Meglio leggere “La morte di Ivan Il’ič”, un classico delle medical humanities, che non una narrazione in cui si parla di un paziente lasciato morire da solo. Di fatto entrambi i testi portano alla stessa questione: la dignità del morire. Ma la penna di Tolstoj ci protegge pensando che sia un atto di pura invenzione, mentre vederselo scritto da un figlio disperato e arrabbiato ci rimanda ad una realtà difficile da inghiottire. – Maria Giulia Marini
Ivan Il’ic ha una vita soddisfacente, una buona carriera, una vita familiare e sociale apparentemente appagante. Nel nuovo appartamento di Pietroburgo, città in cui si è trasferito dopo una promozione, cade da uno sgabello, sistemando una tenda, e prende un colpo al fianco.
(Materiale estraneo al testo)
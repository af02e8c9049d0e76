//! Send command implementation
//!
//! Runs the send leg for one registry: page the hub's patients into request
//! files and hand them to the registry's MESH mailbox.

use crate::cli::Source;
use crate::config::load_config;
use crate::core::{NdopService, PdsService};
use clap::Args;
use tokio::sync::watch;

/// Arguments for the send command
#[derive(Args, Debug)]
pub struct SendArgs {
    /// Registry to send request files to
    #[arg(long, value_enum)]
    pub source: Source,
}

impl SendArgs {
    /// Execute the send command
    pub async fn execute(
        &self,
        config_path: &str,
        shutdown_signal: watch::Receiver<bool>,
    ) -> anyhow::Result<i32> {
        tracing::info!(source = ?self.source, "Starting send command");

        let config = match load_config(config_path) {
            Ok(config) => config,
            Err(e) => {
                tracing::error!(error = %e, "Configuration error");
                eprintln!("Configuration error: {e}");
                return Ok(2);
            }
        };

        let result = match self.source {
            Source::Pds => {
                PdsService::from_config(&config)?
                    .send_mesh_messages(&shutdown_signal)
                    .await
            }
            Source::Ndop => {
                NdopService::from_config(&config)?
                    .send_mesh_messages(&shutdown_signal)
                    .await
            }
        };

        match result {
            Ok(()) => Ok(0),
            Err(e) => {
                tracing::error!(error = %e, "Send run failed");
                eprintln!("Send run failed: {e}");
                Ok(5)
            }
        }
    }
}
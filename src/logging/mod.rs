//! Structured logging setup using tracing
//!
//! Console output only: the bridge runs as short-lived scheduled
//! invocations, so log collection is the scheduler's concern. The format is
//! configurable between human-readable text and JSON.
//!
//! # Example
//!
//! ```no_run
//! use meshbridge::config::LoggingConfig;
//! use meshbridge::logging::init_logging;
//!
//! let config = LoggingConfig::default();
//! init_logging("info", &config).expect("Failed to initialize logging");
//! ```

use crate::config::LoggingConfig;
use crate::domain::{BridgeError, Result};
use tracing::Level;
use tracing_subscriber::layer::SubscriberExt;
use tracing_subscriber::util::SubscriberInitExt;
use tracing_subscriber::{EnvFilter, Layer};

/// Initialize the logging system based on configuration
///
/// The level can be overridden per-target through `RUST_LOG`; otherwise the
/// configured level applies to this crate only.
pub fn init_logging(log_level_str: &str, config: &LoggingConfig) -> Result<()> {
    let log_level = parse_log_level(log_level_str)?;

    let env_filter = EnvFilter::try_from_default_env()
        .unwrap_or_else(|_| EnvFilter::new(format!("meshbridge={log_level}")));

    let layer = match config.format.as_str() {
        "json" => tracing_subscriber::fmt::layer()
            .json()
            .with_target(true)
            .with_filter(env_filter)
            .boxed(),
        _ => tracing_subscriber::fmt::layer()
            .with_target(true)
            .with_filter(env_filter)
            .boxed(),
    };

    tracing_subscriber::registry()
        .with(layer)
        .try_init()
        .map_err(|e| BridgeError::Configuration(format!("Failed to initialize logging: {e}")))?;

    Ok(())
}

fn parse_log_level(level: &str) -> Result<Level> {
    match level.to_lowercase().as_str() {
        "trace" => Ok(Level::TRACE),
        "debug" => Ok(Level::DEBUG),
        "info" => Ok(Level::INFO),
        "warn" => Ok(Level::WARN),
        "error" => Ok(Level::ERROR),
        other => Err(BridgeError::Configuration(format!(
            "Invalid log level '{other}'. Must be one of: trace, debug, info, warn, error"
        ))),
    }
}
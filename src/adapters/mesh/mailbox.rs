//! Raw MESH mailbox client
//!
//! This module defines the [`Mailbox`] trait the rest of the bridge depends
//! on, and [`HttpMailbox`], the reqwest implementation of the MESH REST API.
//! The trait is the seam used by tests and by the per-registry clients; the
//! HTTP implementation is deliberately thin.

use crate::config::MeshMailboxConfig;
use crate::domain::{MeshError, MeshMessage, Result};
use async_trait::async_trait;
use base64::{engine::general_purpose, Engine as _};
use chrono::Utc;
use reqwest::{Client, ClientBuilder, StatusCode};
use secrecy::ExposeSecret;
use serde::Deserialize;
use sha2::{Digest, Sha256};
use std::collections::HashMap;
use std::time::Duration;
use uuid::Uuid;

/// Store-and-forward mailbox operations.
///
/// Send failures are propagated, not retried. An empty inbox listing is not
/// an error, and a retrieved message with a zero-length body is valid.
#[async_trait]
pub trait Mailbox: Send + Sync {
    /// Upload a payload to a recipient mailbox; returns the transport message ID.
    async fn send_message(
        &self,
        recipient: &str,
        workflow_id: &str,
        content: &str,
        file_name: &str,
        content_type: &str,
    ) -> Result<String>;

    /// List the IDs of all messages awaiting retrieval.
    async fn list_messages(&self) -> Result<Vec<String>>;

    /// Fetch one message's headers and raw content by ID.
    async fn retrieve_message(&self, message_id: &str) -> Result<MeshMessage>;

    /// Remove a retrieved message from the remote mailbox.
    async fn acknowledge_message(&self, message_id: &str) -> Result<bool>;
}

/// Inbox listing response shape.
#[derive(Debug, Deserialize)]
struct InboxResponse {
    messages: Vec<String>,
}

/// Outbox send response shape.
#[derive(Debug, Deserialize)]
struct SendResponse {
    #[serde(rename = "messageID", alias = "messageId")]
    message_id: String,
}

/// MESH REST API mailbox client.
pub struct HttpMailbox {
    base_url: String,
    mailbox_id: String,
    shared_key: String,
    client: Client,
}

impl HttpMailbox {
    /// Create a mailbox client from configuration.
    pub fn new(config: &MeshMailboxConfig) -> Result<Self> {
        let client = ClientBuilder::new()
            .timeout(Duration::from_secs(config.timeout_seconds))
            .connect_timeout(Duration::from_secs(30))
            .build()
            .map_err(|e| MeshError::ConnectionFailed(e.to_string()))?;

        Ok(Self {
            base_url: config.base_url.trim_end_matches('/').to_string(),
            mailbox_id: config.mailbox_id.clone(),
            shared_key: config.shared_key.expose_secret().to_string(),
            client,
        })
    }

    /// The mailbox this client authenticates as.
    pub fn mailbox_id(&self) -> &str {
        &self.mailbox_id
    }

    fn inbox_url(&self) -> String {
        format!("{}/messageexchange/{}/inbox", self.base_url, self.mailbox_id)
    }

    /// Authorization header in the NHSMESH scheme: mailbox, nonce, nonce
    /// count, timestamp, and a SHA-256 digest over those fields keyed with
    /// the mailbox shared key.
    fn auth_header_value(&self) -> String {
        let nonce = Uuid::new_v4();
        let nonce_count = 1;
        let timestamp = Utc::now().format("%Y%m%d%H%M").to_string();

        let mut hasher = Sha256::new();
        hasher.update(self.shared_key.as_bytes());
        hasher.update(b":");
        hasher.update(
            format!("{}:{nonce}:{nonce_count}:{timestamp}", self.mailbox_id).as_bytes(),
        );
        let digest = general_purpose::STANDARD.encode(hasher.finalize());

        format!(
            "NHSMESH {}:{nonce}:{nonce_count}:{timestamp}:{digest}",
            self.mailbox_id
        )
    }
}

#[async_trait]
impl Mailbox for HttpMailbox {
    async fn send_message(
        &self,
        recipient: &str,
        workflow_id: &str,
        content: &str,
        file_name: &str,
        content_type: &str,
    ) -> Result<String> {
        let url = format!(
            "{}/messageexchange/{}/outbox",
            self.base_url, self.mailbox_id
        );

        let response = self
            .client
            .post(&url)
            .header("Authorization", self.auth_header_value())
            .header("mex-from", &self.mailbox_id)
            .header("mex-to", recipient)
            .header("mex-workflowid", workflow_id)
            .header("mex-filename", file_name)
            .header("Content-Type", content_type)
            .body(content.to_string())
            .send()
            .await
            .map_err(|e| MeshError::ConnectionFailed(e.to_string()))?;

        let status = response.status();
        if !status.is_success() {
            let body = response.text().await.unwrap_or_default();
            return Err(status_error(status, body).into());
        }

        let send_response: SendResponse = response
            .json()
            .await
            .map_err(|e| MeshError::SendFailed(format!("invalid send response: {e}")))?;

        Ok(send_response.message_id)
    }

    async fn list_messages(&self) -> Result<Vec<String>> {
        let response = self
            .client
            .get(self.inbox_url())
            .header("Authorization", self.auth_header_value())
            .send()
            .await
            .map_err(|e| MeshError::ConnectionFailed(e.to_string()))?;

        let status = response.status();
        if !status.is_success() {
            let body = response.text().await.unwrap_or_default();
            return Err(status_error(status, body).into());
        }

        let inbox: InboxResponse = response
            .json()
            .await
            .map_err(|e| MeshError::ListFailed(format!("invalid inbox response: {e}")))?;

        Ok(inbox.messages)
    }

    async fn retrieve_message(&self, message_id: &str) -> Result<MeshMessage> {
        let url = format!("{}/{}", self.inbox_url(), message_id);

        let response = self
            .client
            .get(&url)
            .header("Authorization", self.auth_header_value())
            .send()
            .await
            .map_err(|e| MeshError::ConnectionFailed(e.to_string()))?;

        let status = response.status();
        if !status.is_success() {
            let body = response.text().await.unwrap_or_default();
            return Err(MeshError::RetrieveFailed {
                message_id: message_id.to_string(),
                message: format!("{status}: {body}"),
            }
            .into());
        }

        // Carry the mex-* headers through; the original remote filename
        // drives message classification downstream.
        let mut headers = HashMap::new();
        for (name, value) in response.headers() {
            if let Ok(value) = value.to_str() {
                headers.insert(name.as_str().to_lowercase(), value.to_string());
            }
        }

        let content = response
            .bytes()
            .await
            .map_err(|e| MeshError::RetrieveFailed {
                message_id: message_id.to_string(),
                message: e.to_string(),
            })?
            .to_vec();

        Ok(MeshMessage {
            id: message_id.to_string(),
            headers,
            content,
        })
    }

    async fn acknowledge_message(&self, message_id: &str) -> Result<bool> {
        let url = format!("{}/{}/status/acknowledged", self.inbox_url(), message_id);

        let response = self
            .client
            .put(&url)
            .header("Authorization", self.auth_header_value())
            .send()
            .await
            .map_err(|e| MeshError::ConnectionFailed(e.to_string()))?;

        let status = response.status();
        if !status.is_success() {
            let body = response.text().await.unwrap_or_default();
            return Err(MeshError::AcknowledgeFailed {
                message_id: message_id.to_string(),
                message: format!("{status}: {body}"),
            }
            .into());
        }

        Ok(true)
    }
}

fn status_error(status: StatusCode, body: String) -> MeshError {
    if status.is_server_error() {
        MeshError::ServerError {
            status: status.as_u16(),
            message: body,
        }
    } else {
        MeshError::ClientError {
            status: status.as_u16(),
            message: body,
        }
    }
}
// meshbridge - NHS registry reconciliation bridge over MESH
// Licensed under the MIT License

use clap::Parser;
use meshbridge::cli::{Cli, Commands};
use meshbridge::config::LoggingConfig;
use meshbridge::logging::init_logging;
use std::process;
use tokio::sync::watch;

#[tokio::main]
async fn main() {
    // Load environment variables from .env file if present
    let _ = dotenvy::dotenv();

    let cli = Cli::parse();

    let log_level = cli.log_level.as_deref().unwrap_or("info");
    if let Err(e) = init_logging(log_level, &LoggingConfig::default()) {
        eprintln!("Failed to initialize logging: {e}");
        process::exit(5);
    }

    tracing::info!(
        version = env!("CARGO_PKG_VERSION"),
        "meshbridge - NHS registry reconciliation bridge"
    );

    // Shutdown signal channel: the services poll it between pages/messages.
    let (shutdown_tx, shutdown_rx) = watch::channel(false);

    tokio::spawn(async move {
        #[cfg(unix)]
        {
            use tokio::signal::unix::{signal, SignalKind};
            let mut sigterm = match signal(SignalKind::terminate()) {
                Ok(sigterm) => sigterm,
                Err(e) => {
                    tracing::error!(error = %e, "Failed to create SIGTERM handler");
                    return;
                }
            };

            tokio::select! {
                _ = tokio::signal::ctrl_c() => {
                    tracing::info!("Received SIGINT (Ctrl+C), initiating graceful shutdown...");
                    let _ = shutdown_tx.send(true);
                }
                _ = sigterm.recv() => {
                    tracing::info!("Received SIGTERM, initiating graceful shutdown...");
                    let _ = shutdown_tx.send(true);
                }
            }
        }

        #[cfg(not(unix))]
        {
            if let Err(e) = tokio::signal::ctrl_c().await {
                tracing::error!(error = %e, "Failed to listen for Ctrl+C");
            } else {
                tracing::info!("Received SIGINT (Ctrl+C), initiating graceful shutdown...");
                let _ = shutdown_tx.send(true);
            }
        }
    });

    let exit_code = match execute_command(&cli, shutdown_rx).await {
        Ok(code) => code,
        Err(e) => {
            tracing::error!(error = %e, "Command execution failed");
            eprintln!("Error: {e}");
            5
        }
    };

    process::exit(exit_code);
}

/// Execute the CLI command
async fn execute_command(cli: &Cli, shutdown_signal: watch::Receiver<bool>) -> anyhow::Result<i32> {
    match &cli.command {
        Commands::Send(args) => args.execute(&cli.config, shutdown_signal).await,
        Commands::Retrieve(args) => args.execute(&cli.config, shutdown_signal).await,
        Commands::ValidateConfig(args) => args.execute(&cli.config).await,
    }
}
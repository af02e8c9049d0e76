//! Retrieve command implementation
//!
//! Runs the retrieve leg for one registry: drain its MESH inbox and fold
//! each processed response into the FHIR hub.

use crate::cli::Source;
use crate::config::load_config;
use crate::core::{NdopService, PdsService};
use clap::Args;
use tokio::sync::watch;

/// Arguments for the retrieve command
#[derive(Args, Debug)]
pub struct RetrieveArgs {
    /// Registry whose inbox to drain
    #[arg(long, value_enum)]
    pub source: Source,
}

impl RetrieveArgs {
    /// Execute the retrieve command
    pub async fn execute(
        &self,
        config_path: &str,
        shutdown_signal: watch::Receiver<bool>,
    ) -> anyhow::Result<i32> {
        tracing::info!(source = ?self.source, "Starting retrieve command");

        let config = match load_config(config_path) {
            Ok(config) => config,
            Err(e) => {
                tracing::error!(error = %e, "Configuration error");
                eprintln!("Configuration error: {e}");
                return Ok(2);
            }
        };

        let result = match self.source {
            Source::Pds => {
                PdsService::from_config(&config)?
                    .retrieve_mesh_messages(&shutdown_signal)
                    .await
            }
            Source::Ndop => {
                NdopService::from_config(&config)?
                    .retrieve_mesh_messages(&shutdown_signal)
                    .await
            }
        };

        match result {
            Ok(()) => Ok(0),
            Err(e) => {
                tracing::error!(error = %e, "Retrieve run failed");
                eprintln!("Retrieve run failed: {e}");
                Ok(5)
            }
        }
    }
}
Il dolore provocato dalla caduta diventa, nei giorni, sempre più forte e tutte le cure si rivelano inutili. Il pensiero della morte gli fa riconoscere la falsità della sua vita, di chi lo circonda, dei suoi apparenti successi. L’unica persona che gli sa stare vicino è un giovane servo che lo assiste fino alla terribile agonia. Morente, capisce che così libererà, prima che se stesso, gli altri dalla sofferenza e con questo pensiero muore sereno.
“La morte di Ivan Il’ič” (“The death of Ivan Ill’ič“) è un classico del corpus letterario di Tolstoj, pubblicato per la prima volta nel 1886. Ancora oggi estremamente attuale e fruibile, ne proponiamo la libera lettura ai nostri lettori.